A Ham Radio Series 28 – Directional Antennas

Over the course of the last few weeks, I’ve been working on and planning a project to improve my ham radio station.  It involves a change to my directional antenna for the six meter ham band.  Somewhere else in the same time interval, I saw a reference to directional antennas for emergency and SHTF communications.  The combination gave me the idea this might be a worthwhile thing to talk about.   

A word about how I’m going to go about this.  In an effort to reduce the amount of nitpicky and often extraneous information that could go into a piece like this, I’m going to make some sweeping generalizations without a lot of time to justify them.  After all, the ARRL Antenna Book is over a thousand pages, and is just one of the books they sell.   

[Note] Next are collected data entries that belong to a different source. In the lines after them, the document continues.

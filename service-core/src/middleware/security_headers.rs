use axum::{extract::Request, http::header, middleware::Next, response::IntoResponse};

/// Hardening headers for a service that only answers with redirects and
/// small JSON documents.
pub async fn security_headers_middleware(req: Request, next: Next) -> impl IntoResponse {
    let mut response = next.run(req).await;
    let headers = response.headers_mut();

    headers.insert(
        header::X_CONTENT_TYPE_OPTIONS,
        header::HeaderValue::from_static("nosniff"),
    );
    headers.insert(
        header::STRICT_TRANSPORT_SECURITY,
        header::HeaderValue::from_static("max-age=31536000; includeSubDomains"),
    );
    headers.insert(
        header::CONTENT_SECURITY_POLICY,
        header::HeaderValue::from_static("default-src 'none'; frame-ancestors 'none'"),
    );
    headers.insert(
        header::X_FRAME_OPTIONS,
        header::HeaderValue::from_static("DENY"),
    );
    // Redirect targets carry one-time codes; keep them out of Referer.
    headers.insert(
        header::REFERRER_POLICY,
        header::HeaderValue::from_static("no-referrer"),
    );

    response
}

Let me start here.  What I’m going to write about applies everywhere in radio.  It doesn’t matter if you’re trying to operate low power (QRP) or high (QRO), portable or fixed station, low frequency to microwaves, beginner to very experienced.  The antennas will sometimes look very different like a microwave dish versus a VLF vertical, but the concepts are valid everywhere.

Furthermore, let me start with a statement that might surprise a lot of you.  Let’s say you got a Christmas bonus or came across an unexpected chunk of money and want to improve your station.  Needless to say, the same goes if you’re saving up to improve your station.  If you have a reasonably good radio, not even a top-end, extreme-featured radio, just reasonably good, chances are that the best thing you could do to improve your station is improve your antenna system.  If you have that reasonably good radio, an improvement in your antenna system is going to help you more than a power amplifier for the simple reason that the antenna will work on both transmit and receive while the power amplifier just helps on the transmit side.  Probably the oldest cliché in Ham Radio is “you can’t work ‘em if you can’t hear ‘em.” 

Antenna Gain 

What directive antennas do for you that makes them the best thing you can do to improve your station is to provide gain.  In radio speak, gain is to make signals bigger.  It’s what amplifiers do.  Unlike amplifiers, though, antennas are passive devices – you don’t supply power to them so they can’t amplify (remember the first law of physics: you don’t get something for nothing?).  So how do they create bigger (louder) signals?  Think of squeezing a balloon; as you squeeze the balloon you make part of the balloon bigger as you squeeze the air out of the rest of it and the parts of the balloon you are squeezing get smaller.  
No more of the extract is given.